There's more than one way!

In [30]:
# Simple, readable, efficient, bulky

vocab = set()
for row in X:
    for word in row.split():
        vocab.add(word)

print( vocab )

{'to', 'time', 'my', 'need', 'i', 'its', 'will', 'hard', 'in', 'theres', 'we', 'a', 'change', 'when', 'something', 'party', 'mind'}


In [31]:
# Simple, clever, memory inefficient

print( set(' '.join(X).split()) )

{'to', 'time', 'my', 'need', 'i', 'its', 'will', 'hard', 'in', 'theres', 'we', 'a', 'change', 'when', 'something', 'party', 'mind'}


In [32]:
# Compact, efficient, unreadable

print( reduce( lambda a,b: a|b, [set(x.split()) for x in X] ) )

{'to', 'time', 'my', 'need', 'i', 'its', 'will', 'hard', 'in', 'theres', 'we', 'a', 'change', 'when', 'something', 'party', 'mind'}


### Get priors

In [37]:
class_counts = Counter(y)

In [38]:
class_counts

Counter({'andrew wk': 1, 'talking heads': 2})

In [39]:
total_docs = sum(class_counts.values())

In [45]:
words_per_class = defaultdict(int)
word_count_per_class = defaultdict(Counter)

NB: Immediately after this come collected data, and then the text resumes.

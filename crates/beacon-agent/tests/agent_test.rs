//! End-to-end pipeline tests: submit → persist → bundle → send →
//! unregister, failure retention, breaker-capped retries, survivor replay,
//! and lifecycle gating.

use std::sync::atomic::{AtomicBool, AtomicUsize, Ordering};
use std::sync::{Arc, Mutex};
use std::time::Duration;

use beacon_agent::{SharedAppState, TrackingAgent};
use beacon_client::{TrackClientState, TrackRequest, TrackResponse, TrackTransport, TransportFuture};
use beacon_core::errors::TransportError;
use beacon_core::{AppState, BeaconConfig, CommandStore, Event, EventName, SceneRef};
use beacon_storage::SqliteCommandStore;

#[derive(Default)]
struct StubTransport {
    fail: AtomicBool,
    requests: Mutex<Vec<TrackRequest>>,
}

impl StubTransport {
    fn failing() -> Self {
        let stub = Self::default();
        stub.fail.store(true, Ordering::SeqCst);
        stub
    }

    fn requests(&self) -> Vec<TrackRequest> {
        self.requests.lock().unwrap().clone()
    }

    fn request_count(&self) -> usize {
        self.requests.lock().unwrap().len()
    }
}

impl TrackTransport for StubTransport {
    fn send(&self, request: TrackRequest) -> TransportFuture<'_> {
        Box::pin(async move {
            self.requests.lock().unwrap().push(request);
            if self.fail.load(Ordering::SeqCst) {
                Err(TransportError::HttpStatus { status: 500 })
            } else {
                Ok(TrackResponse {
                    success: true,
                    status: 200,
                })
            }
        })
    }
}

fn init_tracing() {
    let _ = tracing_subscriber::fmt()
        .with_env_filter("beacon=debug")
        .try_init();
}

fn test_config() -> BeaconConfig {
    BeaconConfig {
        app_key: "test-app-key".to_string(),
        ..BeaconConfig::default()
    }
}

fn scene() -> SceneRef {
    SceneRef::new("pv-1", "pv-1", "scene-1")
}

#[tokio::test(start_paused = true)]
async fn submitted_commands_are_persisted_sent_and_unregistered() {
    init_tracing();
    let transport = Arc::new(StubTransport::default());
    let store = Arc::new(SqliteCommandStore::open_in_memory().unwrap());
    let agent = TrackingAgent::new(
        &test_config(),
        store.clone(),
        transport.clone(),
        &SharedAppState::default(),
    );

    let completions = Arc::new(AtomicUsize::new(0));
    let counter = completions.clone();
    agent.submit_with_completion(
        Event::new(EventName::view()),
        "visitor-1",
        scene(),
        move |delivered| {
            assert!(delivered);
            counter.fetch_add(1, Ordering::SeqCst);
        },
    );
    tokio::time::sleep(Duration::from_millis(500)).await;

    let requests = transport.requests();
    assert_eq!(requests.len(), 1);
    assert_eq!(requests[0].keys.visitor_id, "visitor-1");
    assert_eq!(requests[0].events.len(), 1);
    assert!(!requests[0].is_retry);

    assert_eq!(completions.load(Ordering::SeqCst), 1);
    assert_eq!(store.unprocessed_count(), 0);
    assert_eq!(agent.client().state(), TrackClientState::Waiting);
}

#[tokio::test(start_paused = true)]
async fn commands_submitted_together_share_one_request() {
    init_tracing();
    let transport = Arc::new(StubTransport::default());
    let store = Arc::new(SqliteCommandStore::open_in_memory().unwrap());
    let agent = TrackingAgent::new(
        &test_config(),
        store.clone(),
        transport.clone(),
        &SharedAppState::default(),
    );

    agent.submit(Event::new(EventName::view()), "visitor-1", scene());
    agent.submit(Event::new(EventName::identify()), "visitor-1", scene());
    tokio::time::sleep(Duration::from_millis(500)).await;

    let requests = transport.requests();
    assert_eq!(requests.len(), 1);
    assert_eq!(requests[0].events.len(), 2);
}

#[tokio::test(start_paused = true)]
async fn failures_keep_commands_registered_and_retry_until_the_breaker_opens() {
    init_tracing();
    let transport = Arc::new(StubTransport::failing());
    let store = Arc::new(SqliteCommandStore::open_in_memory().unwrap());
    let agent = TrackingAgent::new(
        &test_config(),
        store.clone(),
        transport.clone(),
        &SharedAppState::default(),
    );

    let completions = Arc::new(AtomicUsize::new(0));
    let outcome = Arc::new(Mutex::new(None));
    let counter = completions.clone();
    let slot = outcome.clone();
    agent.submit_with_completion(
        Event::new(EventName::view()),
        "visitor-1",
        scene(),
        move |delivered| {
            counter.fetch_add(1, Ordering::SeqCst);
            *slot.lock().unwrap() = Some(delivered);
        },
    );
    tokio::time::sleep(Duration::from_secs(60)).await;

    // Initial send plus in-process retries until three consecutive
    // failures open the breaker.
    assert_eq!(transport.request_count(), 3);
    assert!(transport.requests()[1].is_retry);

    // The completion fired exactly once, on the first failure.
    assert_eq!(completions.load(Ordering::SeqCst), 1);
    assert_eq!(*outcome.lock().unwrap(), Some(false));

    // The command survives for the next launch.
    assert_eq!(store.commands().len(), 1);
}

#[tokio::test(start_paused = true)]
async fn a_new_agent_replays_survivors_from_a_previous_instance() {
    init_tracing();
    let file = tempfile::NamedTempFile::new().unwrap();

    // A previous instance persisted a command and died before the send
    // was acknowledged.
    {
        let previous = SqliteCommandStore::open(file.path()).unwrap();
        let command = beacon_core::TrackingCommand::new(
            Event::new(EventName::view()),
            "visitor-1",
            scene(),
        );
        previous.register(&command);
    }

    let transport = Arc::new(StubTransport::default());
    let store = Arc::new(SqliteCommandStore::open(file.path()).unwrap());
    let agent = TrackingAgent::new(
        &test_config(),
        store.clone(),
        transport.clone(),
        &SharedAppState::default(),
    );
    tokio::time::sleep(Duration::from_secs(5)).await;

    let requests = transport.requests();
    assert_eq!(requests.len(), 1);
    assert!(requests[0].is_retry);
    assert_eq!(
        requests[0].events[0].values.get("_retry"),
        Some(&serde_json::Value::Bool(true))
    );
    assert_eq!(store.unprocessed_count(), 0);
    assert_eq!(agent.client().state(), TrackClientState::Waiting);
}

#[tokio::test(start_paused = true)]
async fn background_delays_initialization_events_until_foreground() {
    init_tracing();
    let transport = Arc::new(StubTransport::default());
    let store = Arc::new(SqliteCommandStore::open_in_memory().unwrap());
    let app_state = SharedAppState::new(AppState::Background);
    let agent = TrackingAgent::new(&test_config(), store.clone(), transport.clone(), &app_state);

    agent.submit(Event::new(EventName::native_app_open()), "visitor-1", scene());
    tokio::time::sleep(Duration::from_secs(2)).await;

    // Persisted ahead of bundling, but held back from the network.
    assert_eq!(transport.request_count(), 0);
    assert_eq!(store.commands().len(), 1);

    app_state.set(AppState::Active);
    agent.notify_app_state(AppState::Active);
    tokio::time::sleep(Duration::from_secs(1)).await;

    assert_eq!(transport.request_count(), 1);
    assert_eq!(store.unprocessed_count(), 0);
}

#[tokio::test(start_paused = true)]
async fn offline_submissions_accumulate_and_flush_on_reachability() {
    init_tracing();
    let transport = Arc::new(StubTransport::default());
    let store = Arc::new(SqliteCommandStore::open_in_memory().unwrap());
    let agent = TrackingAgent::new(
        &test_config(),
        store.clone(),
        transport.clone(),
        &SharedAppState::default(),
    );

    agent.set_reachable(false);
    for _ in 0..3 {
        agent.submit(Event::new(EventName::view()), "visitor-1", scene());
    }
    tokio::time::sleep(Duration::from_secs(2)).await;

    assert_eq!(transport.request_count(), 0);
    assert!(agent.client().queue_len() >= 1);

    agent.set_reachable(true);
    tokio::time::sleep(Duration::from_secs(2)).await;

    let delivered: usize = transport.requests().iter().map(|r| r.events.len()).sum();
    assert_eq!(delivered, 3);
    assert_eq!(store.unprocessed_count(), 0);
    assert_eq!(agent.client().state(), TrackClientState::Waiting);
}

#[tokio::test(start_paused = true)]
async fn non_retryable_events_are_sent_but_never_persisted() {
    init_tracing();
    let transport = Arc::new(StubTransport::default());
    let store = Arc::new(SqliteCommandStore::open_in_memory().unwrap());
    let agent = TrackingAgent::new(
        &test_config(),
        store.clone(),
        transport.clone(),
        &SharedAppState::default(),
    );

    let command = agent.submit(Event::new(EventName::fetch_variables()), "visitor-1", scene());
    assert!(!command.is_retryable);
    tokio::time::sleep(Duration::from_millis(500)).await;

    assert_eq!(transport.request_count(), 1);
    assert_eq!(store.unprocessed_count(), 0);
    assert!(store.commands().is_empty());
}

#[tokio::test(start_paused = true)]
async fn teardown_clears_persisted_state() {
    init_tracing();
    let transport = Arc::new(StubTransport::failing());
    let store = Arc::new(SqliteCommandStore::open_in_memory().unwrap());
    let agent = TrackingAgent::new(
        &test_config(),
        store.clone(),
        transport.clone(),
        &SharedAppState::default(),
    );

    agent.submit(Event::new(EventName::view()), "visitor-1", scene());
    tokio::time::sleep(Duration::from_secs(60)).await;
    assert_eq!(store.commands().len(), 1);

    agent.teardown();
    assert_eq!(store.unprocessed_count(), 0);
    assert_eq!(agent.client().queue_len(), 0);
}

for doc, label in zip(X,y):
    doc_words = doc.split()
    
    words_per_class[label] += len(doc_words)
    
    word_count_per_class[label].update(Counter(doc_words))

In [46]:
words_per_class

defaultdict(int, {'andrew wk': 9, 'talking heads': 13})

In [47]:
word_count_per_class

defaultdict(collections.Counter,
            {'andrew wk': Counter({'when': 1,
                      'its': 1,
                      'time': 1,
                      'to': 1,
                      'party': 2,
                      'we': 1,
                      'will': 1,
                      'hard': 1}),
             'talking heads': Counter({'theres': 1,
                      'a': 1,
                      'party': 1,
                      'in': 1,
                      'my': 2,
                      'mind': 2,
                      'i': 1,
                      'need': 1,
                      'something': 1,
                      'to': 1,
                      'change': 1})})

### Calculate posterior

$\vec{x}$ = "a change in the weather"

$y_1$ = andrew wk

$y_2$ = talking heads

$$P(y_1 | \vec{x}) \propto P(y_1) \prod P( w_i | y_1 )^{x_i}$$

Let's start by computing the likelihoods $$P(w_i | y_j) = \frac{\alpha + N_{ji}}{\alpha p + N_j} $$

In [111]:
def P_w_given_class(word, classname, alpha=1):
    
    p = len(vocab)
    
    N_ji = word_count_per_class[classname][word]
    N_j = words_per_class[classname]
    
    return (alpha + N_ji) / (alpha*p + N_j)

In [128]:
x = x_test[0].split()
x

['a', 'change', 'in', 'the', 'weather']

### First we'll do andrew wk

In [130]:
P_w_given_andrewwk = [ P_w_given_class(w_i, "andrew wk") for w_i in x ]
P_w_given_andrewwk

[0.038461538461538464,
 0.038461538461538464,
 0.038461538461538464,
 0.038461538461538464,
 0.038461538461538464]

In [132]:
P_andrewwk = class_counts["andrew wk"]/total_docs
P_andrewwk

0.3333333333333333

In [139]:
P_x_given_andrewwk = np.log(P_andrewwk) + np.log(P_w_given_andrewwk).sum()
P_x_given_andrewwk

-17.38909497877552

### And now the talking heads

In [140]:
P_w_given_th = [ P_w_given_class(w_i, "talking heads") for w_i in x ]
P_w_given_th

[0.06666666666666667,
 0.06666666666666667,
 0.06666666666666667,
 0.03333333333333333,
 0.03333333333333333]

In [141]:
P_th = class_counts["talking heads"]/total_docs
P_th

0.6666666666666666

In [142]:
P_x_given_th = np.log(P_th) + np.log(P_w_given_th).sum()
P_x_given_th

-15.332010474739105

This is an improvement over andrew wk, and so we declare talking heads the most likely origin of the lyric "a change in the weather".